§ ACTION ITEM: The full set of entries below should be transcribed exactly.
▼▼▼
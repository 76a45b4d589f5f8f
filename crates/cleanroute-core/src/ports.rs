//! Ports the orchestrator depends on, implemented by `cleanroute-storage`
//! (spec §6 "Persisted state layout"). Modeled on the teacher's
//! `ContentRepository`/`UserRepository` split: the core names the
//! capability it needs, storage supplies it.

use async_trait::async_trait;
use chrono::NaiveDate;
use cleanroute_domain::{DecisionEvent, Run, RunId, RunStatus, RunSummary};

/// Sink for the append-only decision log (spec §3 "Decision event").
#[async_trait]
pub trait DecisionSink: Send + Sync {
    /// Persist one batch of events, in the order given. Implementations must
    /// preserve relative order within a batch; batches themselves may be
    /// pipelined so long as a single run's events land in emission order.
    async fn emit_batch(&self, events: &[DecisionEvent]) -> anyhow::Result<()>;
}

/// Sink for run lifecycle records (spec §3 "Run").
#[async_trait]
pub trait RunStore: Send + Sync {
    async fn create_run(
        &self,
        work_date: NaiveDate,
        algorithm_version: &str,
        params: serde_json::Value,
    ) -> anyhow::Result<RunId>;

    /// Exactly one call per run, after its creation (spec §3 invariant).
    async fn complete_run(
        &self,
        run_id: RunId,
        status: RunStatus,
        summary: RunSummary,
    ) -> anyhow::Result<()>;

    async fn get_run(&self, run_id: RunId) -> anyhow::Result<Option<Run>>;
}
▲▲▲
§ WRITTEN SOLUTION:
repository 76a45b4d589f5f8f
filename crates/cleanroute-core/src/ports.rs
//! Ports the orchestrator depends on, implemented by `cleanroute-storage`
//! (spec §6 "Persisted state layout"). Modeled on the teacher's
//! `ContentRepository`/`UserRepository` split: the core names the
//! capability it needs, storage supplies it.

use async_trait::async_trait;
use chrono::NaiveDate;
use cleanroute_domain::{DecisionEvent, Run, RunId, RunStatus, RunSummary};

/// Sink for the append-only decision log (spec §3 "Decision event").
#[async_trait]
pub trait DecisionSink: Send + Sync {
    /// Persist one batch of events, in the order given. Implementations must
    /// preserve relative order within a batch; batches themselves may be
    /// pipelined so long as a single run's events land in emission order.
    async fn emit_batch(&self, events: &[DecisionEvent]) -> anyhow::Result<()>;
}

/// Sink for run lifecycle records (spec §3 "Run").
#[async_trait]
pub trait RunStore: Send + Sync {
    async fn create_run(
        &self,
        work_date: NaiveDate,
        algorithm_version: &str,
        params: serde_json::Value,
    ) -> anyhow::Result<RunId>;

    /// Exactly one call per run, after its creation (spec §3 invariant).
    async fn complete_run(
        &self,
        run_id: RunId,
        status: RunStatus,
        summary: RunSummary,
    ) -> anyhow::Result<()>;

    async fn get_run(&self, run_id: RunId) -> anyhow::Result<Option<Run>>;
}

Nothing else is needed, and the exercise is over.